Batam, STB – Khusus investasi dari dalam negeri, kenaikannya sangat tinggi hingga 216 persen dibandingkan tahun sebelumnya. Hal ini menandakan semakin besarnya kepercayaan investor lokal terhadap Batam.
Kepala BP Batam, Amsakar Achmad, mengatakan capaian tersebut menunjukkan Batam semakin dipercaya sebagai tujuan investasi.
“Lonjakan ini menunjukkan Batam tidak hanya mampu menarik investasi, tetapi juga mampu merealisasikannya dengan lebih cepat dan produktif,” kata Amsakar.
Sementara itu, Wakil Kepala BP Batam, Li Claudia Chandra, menilai Batam masih menjadi penggerak utama ekonomi di Kepulauan Riau.
“Batam memegang peran penting dalam menggerakkan ekonomi kawasan. Pertumbuhan investasi ini berdampak pada sektor industri, perdagangan, logistik, dan jasa,” ujarnya.
Berdasarkan sektor usaha, investasi terbesar masuk ke industri mesin dan elektronik sebesar 23,65 persen. Kemudian disusul sektor kimia dan farmasi sebesar 21,18 persen, jasa lainnya sebesar 17,70 persen, serta perumahan, kawasan industri, dan perkantoran sebesar 13,09 persen.

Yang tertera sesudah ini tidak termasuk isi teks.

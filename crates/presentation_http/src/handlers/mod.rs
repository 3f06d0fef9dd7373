//! HTTP request handlers

pub mod health;
pub mod whatsapp;
//! Application services - Use case implementations

mod messaging_service;

pub use messaging_service::MessagingService;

Data tersebut menunjukkan pertumbuhan investasi di Batam banyak didorong oleh sektor industri bernilai tinggi.
Secara regional, Batam memberikan kontribusi sekitar 73,5 persen dari total investasi di Provinsi Kepulauan Riau yang mencapai Rp23,8 triliun pada periode yang sama.
Hal ini memperlihatkan bahwa Batam masih menjadi pusat utama pertumbuhan ekonomi di wilayah Kepri.
Deputi Bidang Investasi BP Batam, Fary Djemy Francis, mengatakan pertumbuhan investasi ini bukan hanya soal angka, tetapi juga kualitas investasi yang masuk.
“PMA tetap kuat dan PMDN tumbuh sangat baik. Ini menandakan Batam semakin dipandang sebagai kawasan yang layak, aman, dan menjanjikan untuk investasi,” katanya.
Dari negara asal investor, Singapura menjadi penyumbang investasi terbesar dengan nilai Rp4,82 triliun. Setelah itu diikuti oleh Hong Kong, Amerika Serikat, Tiongkok, dan Jepang.
BP Batam menyatakan akan terus menjaga pertumbuhan ini dengan meningkatkan pelayanan investasi, mempercepat penyediaan lahan, serta memberikan kepastian bagi pelaku usaha.
Ke depan, Batam tidak hanya menargetkan peningkatan nilai investasi, tetapi juga ingin membangun kawasan industri yang lebih kuat dan berkelanjutan.